• [Task brief]:
Transcribe the listing that follows exactly, from its first line to its last.

• [Provided data]:
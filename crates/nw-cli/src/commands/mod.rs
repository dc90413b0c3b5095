//! Subcommand implementations.

pub mod roles;
pub mod simulate;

• [Completed task]:
filename crates/nw-cli/src/commands/mod.rs
repository dc90413b0c3b5095
//! Subcommand implementations.

pub mod roles;
pub mod simulate;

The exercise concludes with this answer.